Las señales que delatan un golpe de calor y cómo actuar

Cuáles son los principales indicadores

Se conoce como golpe de calor al aumento de la temperatura corporal como resultado de una exposición prolongada al sol o ejercitación en ambientes calurosos o con poca ventilación que genera una importante pérdida de agua y sales esenciales.

Principales indicadores

-Temperatura corporal de 39º C o más.

-Piel roja, caliente y seca (algunos pueden sudar).

-Sed intensa y sequedad en la boca.

-Sensación de calor sofocante.

-Calambres musculares.

-Agitación.

-Dolor intenso de cabeza o mareos.

-Dolor de estómago.

-Confusión o pérdida de la conciencia (desmayo).

Qué hacer

Si creés que alguien está sufriendo un golpe de calor, llamá a emergencia de inmediato. Mientras llega la ayuda:

-Mové a la persona a un lugar con sombra.

-Usá agua para refrescarla (si es posible sumergila en una bañadera con agua fría, rociala con una manguera, o usá una esponja con agua fría).

-Continuá enfriando el cuerpo hasta que la temperatura se mantenga entre 38.3º y 38.9º C.

-Si puede beber en forma segura, dale líquido sin alcohol.

Visitá por lo menos dos veces al día a los adultos que estén en riesgo para ver si dan muestras de agotamiento o de un golpe de calor. Los bebés y niños también requieren una vigilancia frecuente.

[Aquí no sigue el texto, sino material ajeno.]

impl BlockTree {
    /// Empty tree holding just the root block
    pub fn new(document_type: DocumentType) -> Self {
        let root = BlockId(0);
        let block = Block::new(root, BlockKind::Root, Vec::new());
        Self {
            document_type,
            root,
            slots: Arc::new(vec![Slot::Live(Arc::new(block))]),
            dirty: BTreeSet::new(),
        }
    }

    /// Rebuild a tree from stored blocks, checking every link.
    pub fn from_blocks(
        document_type: DocumentType,
        root: BlockId,
        blocks: Vec<Block>,
    ) -> Result<Self, TreeError> {
        let slot_count = blocks.iter().map(|b| b.id.index() + 1).max().unwrap_or(0);
        if slot_count > slot_limit(blocks.len()) {
            return Err(TreeError::Corrupt(format!(
                "{} blocks use handles up to {}",
                blocks.len(),
                slot_count
            )));
        }
        let mut slots = vec![Slot::Vacant; slot_count];
        for block in blocks {
            let index = block.id.index();
            if !matches!(slots[index], Slot::Vacant) {
                return Err(TreeError::Corrupt(format!("duplicate block {}", block.id)));
            }
            slots[index] = Slot::Live(Arc::new(block));
        }

        let tree = Self {
            document_type,
            root,
            slots: Arc::new(slots),
            dirty: BTreeSet::new(),
        };
        tree.check_links()?;
        Ok(tree)
    }

    /// Grow the arena to at least `count` slots so stale handles stay unused.
    pub fn reserve_slots(&mut self, count: usize) {
        if count > self.slots.len() {
            Arc::make_mut(&mut self.slots).resize(count, Slot::Vacant);
        }
    }

    fn check_links(&self) -> Result<(), TreeError> {
        let root = self
            .get(self.root)
            .ok_or_else(|| TreeError::Corrupt("missing root".to_string()))?;
        if root.kind != BlockKind::Root || root.parent.is_some() {
            return Err(TreeError::Corrupt("root block is not a root".to_string()));
        }

        let mut seen = HashSet::new();
        let mut stack = vec![self.root];
        while let Some(id) = stack.pop() {
            if !seen.insert(id) {
                return Err(TreeError::Corrupt(format!("{} reachable twice", id)));
            }
            for child in self.children(id) {
                let block = self
                    .get(*child)
                    .ok_or_else(|| TreeError::Corrupt(format!("dangling child {}", child)))?;
                if block.parent != Some(id) {
                    return Err(TreeError::Corrupt(format!("{} has wrong parent", child)));
                }
                stack.push(*child);
            }
        }

        let live = self
            .slots
            .iter()
            .filter(|slot| matches!(slot, Slot::Live(_)))
            .count();
        if live != seen.len() {
            return Err(TreeError::Corrupt(format!(
                "{} blocks unreachable from the root",
                live - seen.len()
            )));
        }
        Ok(())
    }

    /// O(1) immutable view for layout and export
    pub fn snapshot(&self) -> TreeSnapshot {
        TreeSnapshot {
            document_type: self.document_type,
            root: self.root,
            slots: self.slots.clone(),
        }
    }

    /// Live blocks ordered by handle (storage form)
    pub fn to_blocks(&self) -> Vec<Block> {
        self.slots
            .iter()
            .filter_map(|slot| match slot {
                Slot::Live(block) => Some(Block::clone(block)),
                _ => None,
            })
            .collect()
    }

    fn live_mut(&mut self, id: BlockId) -> Result<&mut Block, TreeError> {
        let slots = Arc::make_mut(&mut self.slots);
        match slots.get_mut(id.index()) {
            Some(Slot::Live(block)) => Ok(Arc::make_mut(block)),
            _ => Err(TreeError::NotFound(id)),
        }
    }

    fn live(&self, id: BlockId) -> Result<&Block, TreeError> {
        self.get(id).ok_or(TreeError::NotFound(id))
    }

    fn allocate(&mut self, block: Block) -> BlockId {
        let slots = Arc::make_mut(&mut self.slots);
        let id = block.id;
        debug_assert_eq!(id.index(), slots.len());
        slots.push(Slot::Live(Arc::new(block)));
        id
    }

    fn next_id(&self) -> BlockId {
        BlockId(self.slots.len() as u32)
    }

    fn check_placement(&self, parent: BlockId, kind: BlockKind) -> Result<(), TreeError> {
        let parent_block = self.live(parent)?;
        if grammar::allows(self.document_type, parent_block.kind, kind) {
            Ok(())
        } else {
            Err(TreeError::InvalidParent {
                parent,
                parent_kind: parent_block.kind,
                child_kind: kind,
            })
        }
    }

    fn attach(&mut self, id: BlockId, parent: BlockId, index: usize) -> Result<usize, TreeError> {
        let parent_block = self.live_mut(parent)?;
        let index = index.min(parent_block.children.len());
        parent_block.children.insert(index, id);
        self.live_mut(id)?.parent = Some(parent);
        Ok(index)
    }

    fn detach(&mut self, id: BlockId) -> Result<Placement, TreeError> {
        let (parent, index) = self.position(id).ok_or(TreeError::NotFound(id))?;
        self.live_mut(parent)?.children.remove(index);
        Ok(Placement { parent, index })
    }

    /// Mark the block just before a placement (or its parent) as dirty
    fn mark_gap(&mut self, placement: Placement) {
        let marker = if placement.index > 0 {
            self.children(placement.parent)
                .get(placement.index - 1)
                .copied()
                .unwrap_or(placement.parent)
        } else {
            placement.parent
        };
        self.dirty.insert(marker);
    }

    pub fn mark_dirty(&mut self, id: BlockId) {
        self.dirty.insert(id);
    }

    /// Earliest dirty live block in document order; clears the dirty set.
    pub fn take_first_dirty(&mut self) -> Option<BlockId> {
        let dirty = std::mem::take(&mut self.dirty);
        if dirty.contains(&self.root) {
            return Some(self.root);
        }
        self.document_order()
            .into_iter()
            .find(|id| dirty.contains(id))
    }

    pub fn has_dirty(&self) -> bool {
        !self.dirty.is_empty()
    }

    /// Insert a new block under `parent` at `index` (clamped to the child count).
    pub fn insert_block(
        &mut self,
        parent: BlockId,
        index: usize,
        kind: BlockKind,
        runs: Vec<Run>,
    ) -> Result<BlockId, TreeError> {
        self.check_placement(parent, kind)?;

        let id = self.next_id();
        self.allocate(Block::new(id, kind, runs));
        let index = self.attach(id, parent, index)?;
        self.dirty.insert(id);

        debug!(block = %id, %kind, parent = %parent, index, "Inserted block");
        Ok(id)
    }

    /// Tombstone a block and its descendants.
    ///
    /// Renumbering is left to the continuity pass.
    pub fn delete_block(&mut self, id: BlockId) -> Result<Placement, TreeError> {
        if id == self.root {
            return Err(TreeError::RootImmutable);
        }
        self.live(id)?;

        let placement = self.detach(id)?;
        let mut doomed = self.descendants(id);
        doomed.push(id);

        let slots = Arc::make_mut(&mut self.slots);
        for block_id in &doomed {
            let slot = &mut slots[block_id.index()];
            if let Slot::Live(block) = slot {
                *slot = Slot::Tombstoned(block.clone());
            }
        }

        self.mark_gap(placement);
        debug!(block = %id, removed = doomed.len(), "Deleted block");
        Ok(placement)
    }

    /// Bring a tombstoned subtree back under `parent` at `index`.
    pub fn restore_block(
        &mut self,
        id: BlockId,
        parent: BlockId,
        index: usize,
    ) -> Result<(), TreeError> {
        let kind = match self.slot(id) {
            Some(Slot::Tombstoned(block)) => block.kind,
            Some(Slot::Live(_)) => return Err(TreeError::NotDeleted(id)),
            _ => return Err(TreeError::NotFound(id)),
        };
        self.check_placement(parent, kind)?;

        // Children lists of tombstoned blocks are untouched, so the subtree
        // is recovered by walking them.
        let slots = Arc::make_mut(&mut self.slots);
        let mut stack = vec![id];
        while let Some(next) = stack.pop() {
            let slot = &mut slots[next.index()];
            if let Slot::Tombstoned(block) = slot {
                stack.extend(block.children.iter().copied());
                *slot = Slot::Live(block.clone());
            }
        }

        self.attach(id, parent, index)?;
        self.dirty.insert(id);
        debug!(block = %id, parent = %parent, index, "Restored block");
        Ok(())
    }

    /// Reparent a block. `index` is its position after removal from the old parent.
    pub fn move_block(
        &mut self,
        id: BlockId,
        new_parent: BlockId,
        index: usize,
    ) -> Result<Placement, TreeError> {
        if id == self.root {
            return Err(TreeError::RootImmutable);
        }
        let kind = self.live(id)?.kind;
        self.live(new_parent)?;

        if new_parent == id || self.is_ancestor(id, new_parent) {
            return Err(TreeError::CycleRejected {
                block: id,
                new_parent,
            });
        }
        self.check_placement(new_parent, kind)?;

        let old = self.detach(id)?;
        self.mark_gap(old);
        self.attach(id, new_parent, index)?;
        self.dirty.insert(id);

        debug!(block = %id, from = %old.parent, to = %new_parent, index, "Moved block");
        Ok(old)
    }

    /// Replace the chars in `range` with `replacement`; returns the removed runs.
    pub fn edit_text(
        &mut self,
        id: BlockId,
        range: Range<usize>,
        replacement: Vec<Run>,
    ) -> Result<Vec<Run>, TreeError> {
        let len = runs_char_len(&self.live(id)?.runs);
        if range.start > range.end || range.end > len {
            return Err(TreeError::InvalidRange {
                block: id,
                range,
                len,
            });
        }

        let block = self.live_mut(id)?;
        let removed = splice_runs(&mut block.runs, range, replacement);
        self.dirty.insert(id);
        Ok(removed)
    }

    /// Plain-text edit that inherits the format at the edit point
    pub fn edit_plain(
        &mut self,
        id: BlockId,
        range: Range<usize>,
        text: &str,
    ) -> Result<Vec<Run>, TreeError> {
        let format = format_at(&self.live(id)?.runs, range.start);
        self.edit_text(id, range, vec![Run::new(text, format)])
    }

    /// Retype a block; returns the previous kind.
    pub fn set_kind(&mut self, id: BlockId, kind: BlockKind) -> Result<BlockKind, TreeError> {
        if id == self.root {
            return Err(TreeError::RootImmutable);
        }
        let block = self.live(id)?;
        let old = block.kind;
        let parent = block.parent.ok_or(TreeError::NotFound(id))?;
        self.check_placement(parent, kind)?;

        for child in self.children(id) {
            let child_kind = self.live(*child)?.kind;
            if !grammar::can_contain(kind, child_kind) {
                return Err(TreeError::InvalidParent {
                    parent: id,
                    parent_kind: kind,
                    child_kind,
                });
            }
        }

        let block = self.live_mut(id)?;
        block.kind = kind;
        if old != kind {
            // Numbering belongs to the old kind's class
            block.numbering = None;
        }
        self.dirty.insert(id);
        Ok(old)
    }

    /// Replace a block's numbering; returns the previous value.
    ///
    /// Numbers do not affect flow, so this does not mark the block dirty.
    pub fn set_numbering(
        &mut self,
        id: BlockId,
        numbering: Option<Numbering>,
    ) -> Result<Option<Numbering>, TreeError> {
        let block = self.live_mut(id)?;
        Ok(std::mem::replace(&mut block.numbering, numbering))
    }

    /// Owned copy of a subtree for use in another document
    pub fn export_subtree(&self, id: BlockId) -> Result<DetachedSubtree, TreeError> {
        fn detach_block(tree: &BlockTree, id: BlockId) -> Result<DetachedBlock, TreeError> {
            let block = tree.live(id)?;
            let children = block
                .children
                .iter()
                .map(|child| detach_block(tree, *child))
                .collect::<Result<Vec<_>, _>>()?;
            Ok(DetachedBlock {
                kind: block.kind,
                runs: block.runs.clone(),
                children,
            })
        }

        if id == self.root {
            return Err(TreeError::RootImmutable);
        }
        Ok(DetachedSubtree {
            root: detach_block(self, id)?,
        })
    }

    /// Insert a detached subtree with fresh handles; validated as a whole first.
    pub fn import_subtree(
        &mut self,
        parent: BlockId,
        index: usize,
        subtree: &DetachedSubtree,
    ) -> Result<BlockId, TreeError> {
        self.check_placement(parent, subtree.root.kind)?;
        if let Some((parent_kind, child_kind)) = subtree.first_violation(self.document_type) {
            return Err(TreeError::InvalidParent {
                parent,
                parent_kind,
                child_kind,
            });
        }

        fn build(tree: &mut BlockTree, block: &DetachedBlock, parent: BlockId) -> BlockId {
            let id = tree.next_id();
            let mut fresh = Block::new(id, block.kind, block.runs.clone());
            fresh.parent = Some(parent);
            tree.allocate(fresh);
            let children: Vec<BlockId> = block
                .children
                .iter()
                .map(|child| build(tree, child, id))
                .collect();
            if let Ok(built) = tree.live_mut(id) {
                built.children = children;
            }
            id
        }

        let id = build(self, &subtree.root, parent);
        self.attach(id, parent, index)?;
        self.dirty.insert(id);
        debug!(block = %id, blocks = subtree.len(), "Imported subtree");
        Ok(id)
    }

    /// Free tombstoned content once no undo history can reach it.
    pub fn purge_tombstones(&mut self) -> usize {
        let slots = Arc::make_mut(&mut self.slots);
        let mut purged = 0;
        for slot in slots.iter_mut() {
            if matches!(slot, Slot::Tombstoned(_)) {
                *slot = Slot::Vacant;
                purged += 1;
            }
        }
        purged
    }
}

Los grupos de riesgo son:

-Bebés y niños de hasta 5 años.

-Personas de 65 años o más.

-Personas con retraso o cualquier otra enfermedad mental.

-Quienes tienen una enfermedad física: obesidad, afecciones cardiovasculares y respiratorias, hipertensión.

-Personas que realizan un esfuerzo físico en ambientes calurosos o húmedos .

-Quienes toman medicamentos que interfieren con la capacidad del cuerpo para enfriarse (antipsicóticos, tranquilizantes, antihistamínicos, antidepresivos, betabloqueantes, pastillas para dormir).